Poi mi mostra un foglietto scritto a mano. Ci sono gli appunti di quel che dirà per ricordare una ragazza di Partanna, che ha avuto il padre e il fratello uccisi dalla mafia e un giorno, disperata dopo aver denunciato il clima di omertà vissuto in famiglia, si è suicidata. «Si chiamava Rita e ha lasciato alcuni scritti che pesano come pietre, ma sono anche segni di speranza. Ripeteva che l’unico sistema per vincere la mafia è rendere coscienti i ragazzi che ci vivono dentro, far loro sapere che fuori c’è un altro mondo fatto di cose semplici e belle. Un mondo di libertà».
All’inizio degli anni Novanta aveva trovato in Paolo Borsellino il riferimento per uscire da quel mondo malato e violento. Era diventata collaboratrice di giustizia. Dopo la strage in via D’Amelio si è ritrovata sola. E non ce l’ha più fatta. A Portanna la mafia ha distrutto più volte la sua tomba. Chi diventa testimone di giustizia per Cosa nostra non deve più esistere, nemmeno da morto. Rita oggi è sepolta in un luogo senza nome e senza lapidi. «Aveva sconfitto la mafia dentro di lei, come Lea Garofalo, un’altra donna coraggiosa che Milano ha onorato portandola al Famedio, il luogo dei cittadini illustri». Donne alle quali dobbiamo molto, dice don Ciotti. Donne che hanno sconfitto la mafia anche in confessionale, chiedendo aiuto, cercando una via per ribellarsi e dare un futuro ai loro figli.

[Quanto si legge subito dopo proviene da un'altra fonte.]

//! Command-line interface for promptweave.
//!
//! Each command lives in its own module with its own argument structure and
//! `execute` method. Commands share a [`common::CommandContext`] that opens the
//! prompt database and carries the engine limits from the global configuration.
//!
//! # Available Commands
//!
//! ## Library Management
//! - `import` - Two-pass import of a TOML or JSON prompt library
//! - `export` - Write every stored prompt as a library file
//! - `attach` - Append a validated component to a compound prompt
//!
//! ## Resolution
//! - `resolve` - Resolve one prompt into its final text
//! - `preview` - Resolve an unsaved component list against the store
//! - `bulk` - Resolve many prompts with a bounded number of batch fetches
//!
//! ## Inspection
//! - `deps` - Prompts a prompt resolves through, and prompts referencing it
//! - `check` - Store-wide cycle check and cached depth drift report
//!
//! # Global Options
//!
//! - `--db` - Path of the SQLite database (overrides the config file)
//! - `--config` - Path to a custom config file (also `PROMPTWEAVE_CONFIG`)
//! - `--verbose` / `--quiet` - Log level
//!
//! # Example
//!
//! ```bash
//! pweave import prompts.toml
//! pweave resolve code-review
//! pweave bulk --all --json
//! ```

mod attach;
mod bulk;
mod check;
pub mod common;
mod deps;
mod export;
mod import;
mod preview;
mod resolve;


use anyhow::Result;
use clap::{Parser, Subcommand};
use std::path::PathBuf;

/// Runtime configuration for CLI execution.
///
/// Holds what the global flags decide, so tests and programmatic callers can
/// run a command without going through argument parsing.
#[derive(Debug, Clone, Default)]
pub struct CliConfig {
    /// Log filter level: `"debug"`, `"info"` or `"error"`.
    ///
    /// When `None`, `RUST_LOG` decides.
    pub log_level: Option<String>,

    /// Custom path to the global configuration file.
    pub config_path: Option<PathBuf>,

    /// Database path overriding the configured one.
    pub database: Option<PathBuf>,
}

impl CliConfig {
    /// Create a new CLI configuration with default values.
    #[must_use]
    pub fn new() -> Self {
        Self::default()
    }

    /// Use the database at `path`.
    #[must_use]
    pub fn with_database(mut self, path: impl Into<PathBuf>) -> Self {
        self.database = Some(path.into());
        self
    }

    /// Read the global configuration from `path`.
    #[must_use]
    pub fn with_config_path(mut self, path: impl Into<PathBuf>) -> Self {
        self.config_path = Some(path.into());
        self
    }
}

/// Compose, validate and resolve compound prompts.
#[derive(Parser)]
#[command(
    name = "pweave",
    about = "Compose prompts from other prompts and resolve them into text",
    version,
    author,
    long_about = "pweave manages a SQLite library of prompts. A prompt is either literal text \
                  or a compound prompt assembled from an ordered list of components that wrap \
                  other prompts. References are validated on write and resolved recursively."
)]
pub struct Cli {
    /// The subcommand to execute.
    #[command(subcommand)]
    command: Commands,

    /// Enable debug logging.
    ///
    /// Shows each resolution step and batch fetch pass. Mutually exclusive
    /// with `--quiet`.
    #[arg(short, long, global = true, conflicts_with = "quiet")]
    verbose: bool,

    /// Only log errors.
    #[arg(short, long, global = true)]
    quiet: bool,

    /// Path to a custom global configuration file.
    ///
    /// Defaults to `~/.promptweave/config.toml`.
    #[arg(short, long, global = true, env = "PROMPTWEAVE_CONFIG")]
    config: Option<PathBuf>,

    /// Path of the SQLite prompt database.
    ///
    /// Overrides the `database` key of the config file.
    #[arg(long, global = true, env = "PROMPTWEAVE_DB")]
    db: Option<PathBuf>,
}

#[derive(Subcommand)]
enum Commands {
    /// Import a prompt library (TOML or JSON).
    ///
    /// See [`import::ImportCommand`].
    Import(import::ImportCommand),

    /// Export every stored prompt as a library file.
    ///
    /// See [`export::ExportCommand`].
    Export(export::ExportCommand),

    /// Resolve a prompt into its final text.
    ///
    /// See [`resolve::ResolveCommand`].
    Resolve(resolve::ResolveCommand),

    /// Resolve an unsaved component list against the stored prompts.
    ///
    /// See [`preview::PreviewCommand`].
    Preview(preview::PreviewCommand),

    /// Resolve many prompts at once.
    ///
    /// See [`bulk::BulkCommand`].
    Bulk(bulk::BulkCommand),

    /// Append a component to a compound prompt.
    ///
    /// See [`attach::AttachCommand`].
    Attach(attach::AttachCommand),

    /// Show what a prompt depends on and what depends on it.
    ///
    /// See [`deps::DepsCommand`].
    Deps(deps::DepsCommand),

    /// Check the whole store for cycles and stale cached depths.
    ///
    /// See [`check::CheckCommand`].
    Check(check::CheckCommand),
}

impl Cli {
    /// Execute the CLI with the configuration its flags describe.
    ///
    /// # Errors
    ///
    /// Returns the failing command's error for [`crate::core::user_friendly_error`].
    pub async fn execute(self) -> Result<()> {
        let config = self.build_config();
        self.execute_with_config(config).await
    }

    /// Build a [`CliConfig`] from the parsed CLI arguments.
    ///
    /// `--verbose` selects `debug`, `--quiet` selects `error`, otherwise `info`.
    #[must_use]
    pub fn build_config(&self) -> CliConfig {
        let log_level = if self.verbose {
            Some("debug".to_string())
        } else if self.quiet {
            Some("error".to_string())
        } else {
            None
        };

        CliConfig {
            log_level,
            config_path: self.config.clone(),
            database: self.db.clone(),
        }
    }

    /// Execute the CLI with a specific configuration.
    ///
    /// # Errors
    ///
    /// Returns the failing command's error.
    pub async fn execute_with_config(self, config: CliConfig) -> Result<()> {
        match self.command {
            Commands::Import(cmd) => cmd.execute(&config).await,
            Commands::Export(cmd) => cmd.execute(&config).await,
            Commands::Resolve(cmd) => cmd.execute(&config).await,
            Commands::Preview(cmd) => cmd.execute(&config).await,
            Commands::Bulk(cmd) => cmd.execute(&config).await,
            Commands::Attach(cmd) => cmd.execute(&config).await,
            Commands::Deps(cmd) => cmd.execute(&config).await,
            Commands::Check(cmd) => cmd.execute(&config).await,
        }
    }
}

Donne straordinarie, che si mettono in gioco quando altri non lo fanno.
«Pensi agli apostoli dopo la crocifissione di Cristo, tutti uomini e sono fuggiti. Le donne invece erano là, con la loro misericordia. C’erano anche al sepolcro. Può venire dalle donne la svolta contro l’area grigia che copre ogni potere mafioso».